Match Stats/Report - Becker vs McEnroe, Atlanta Invitational final, 1986


Hall of Fame
Boris Becker beat John McEnroe 3-6, 6-3, 7-5 in the Atlanta Invitational final, 1986 on carpet

The Invitational event featured identical format to the Masters and was played just a week before it. Becker had also beaten McEnroe in the round robin stage
Becker would go onto the lose the Masters final to Ivan Lendl. McEnroe, who had played a curtailed season, had not qualified for the Masters

Becker won 90 points, McEnroe 90

Becker serve-volleyed most of the time off first serves. McEnroe serve-volleyed off all first serves and about half seconds

(Note: I'm missing 3 points, partially or wholly

- Set 1, Game 6, Point 1 - a Becker first serve point won by McEnroe for which the ending is unknown. It appears to be a Becker forecourt error and has been marked a net point but not a serve-volley
- Set 2, Game 2, Points 9 & 10 - 2 unknown McEnroe serve points won by McEnroe. From deuce, Becker had no further break points according to commentary and McEnroe held the game - its been assumed there were only 2 more points, both won by McEnroe)

Serve Stats
- 1st serve percentage (63/98) 64%
- 1st serve points won (50/63) 79%
- 2nd serve points won (14/35) 40%
- Aces 13, Service Winners 3
- Double Faults 4
- Unreturned Serve Percentage (28/98) 29%

- 1st serve percentage (49/80) 61%
- 1st serve points won (40/49) 82%
- 2nd serve points won (14/31) 45%
- Unknown serve points (2/2)
- Aces 13
- Double Faults 2
- Unreturned Serve Percentage (33/80) 41%

Serve Patterns
Becker served...
- to FH 34%
- to BH 62%
- to Body 3%

McEnroe served...
- to FH 27%
- to BH 54%
- to Body 19%

Return Stats
Becker made...
- 45 (14 FH, 31 BH), including 3 runaround FHs & 1 runaround BH
- 3 Winners (2 FH, 1 BH)
- 20 Errors, comprising...
- 2 Unforced (1 FH, 1 BH)
- 18 Forced (4 FH, 13 BH)
- Return Rate (45/78) 58%

McEnroe made...
- 66 (22 FH, 43 BH, 1 ??), including 1 runaround FH & 5 return-approaches
- 1 Winners (1 FH)
- 12 Errors, comprising...
- 4 Unforced (3 FH, 1 BH), including 1 runaround FH & 2 return-approach attempts
- 8 Forced (3 FH, 5 BH)
- Return Rate (66/94) 70%

Break Points
Becker 3/9 (5 games)
McEnroe 2/4 (3 games)

Winners (including returns, excluding serves)
Becker 27 (6 FH, 5 BH, 7 FHV, 6 BHV, 1 OH)
McEnroe 22 (4 FH, 3 BH, 3 FHV, 1 FH1/2V, 5 BHV, 6 OH)
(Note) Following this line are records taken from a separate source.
pub mod browser_cmd;
pub mod call_cmd;
pub mod encrypt_cmd;
pub mod record_cmd;
pub mod run_cmd;
pub mod tools_cmd;

use serde_json::{Map, Value};

/// Parse a `--params`/`--args` JSON object; an absent flag is an empty object.
pub(crate) fn parse_object(raw: Option<&str>) -> anyhow::Result<Map<String, Value>> {
    let Some(raw) = raw else {
        return Ok(Map::new());
    };
    match serde_json::from_str::<Value>(raw) {
        Ok(Value::Object(map)) => Ok(map),
        Ok(other) => anyhow::bail!("Expected a JSON object, got: {}", other),
        Err(e) => anyhow::bail!("Failed to parse JSON: {}\nInput: {}", e, raw),
    }
}

#[cfg(test)]
mod tests {
    use super::*;

    #[test]
    fn test_parse_object() {
        assert!(parse_object(None).unwrap().is_empty());
        assert_eq!(parse_object(Some(r#"{"a":1}"#)).unwrap()["a"], 1);
        assert!(parse_object(Some("[1]")).is_err());
        assert!(parse_object(Some("{oops")).is_err());
    }
}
Becker had 14 from serve-volley points
- 9 first 'volleys' (4 FHV, 4 BHV, 1 OH)… the OH was on the bounce
- 3 second volleys (2 FHV, 1 OH)
- 1 third volley (1 BHV)… a diving shot
- 1 re-approach volley (1 OH)

- regular FH - 1 inside-out
- FH passes - 3 cc (1 return), 1 dtl return and 1 inside-out
- BHs (all passes) - 2 cc, 2 dtl (1 return) and 1 inside-out

McEnroe had from 11 serve-volley points
- 5 first volleys (3 BHV, 2 OH)
- 6 second volleys (1 FHV, 2 BHV, 3 OH)

- 2 from return-approach points (1 FHV, 1 FH1/2V)… the FH1/2V was hit from behind the service line and was a 'delayed' approach, but has been counted as a net point & return-approach point

- FHs (all passes) - 1 cc, 1 dtl and 2 inside-in (1 return, 1 turnaround shot)
- BH passes - 1 cc and 1 dtl
- regular BH - 1 drop shot

Errors (excluding serves and returns)
Becker 28
- 12 Unforced (4 FH, 5 BH, 2 BHV, 1 OH)
- 16 Forced (3 FH, 6 BH, 6 BHV, 1 Tweener)… with 1 BH running-down-drop-volley at net & 1 BHV from no-man's land that has not been marked net shot
- Unforced Error Forcefulness Index 50

McEnroe 33
- 13 Unforced (5 FH, 3 BH, 1 FHV, 4 BHV)
- 20 Forced (7 FH, 7 BH, 4 FHV, 1 FH1/2V, 1 BHV)… with 1 BH running-down-drop-shot at net
- Unforced Error Forcefulness Index 46.9

(Note 1: All 1/2 volleys refer to such shots played at net. 1/2 volleys played from other parts of the court are included within relevant groundstroke numbers)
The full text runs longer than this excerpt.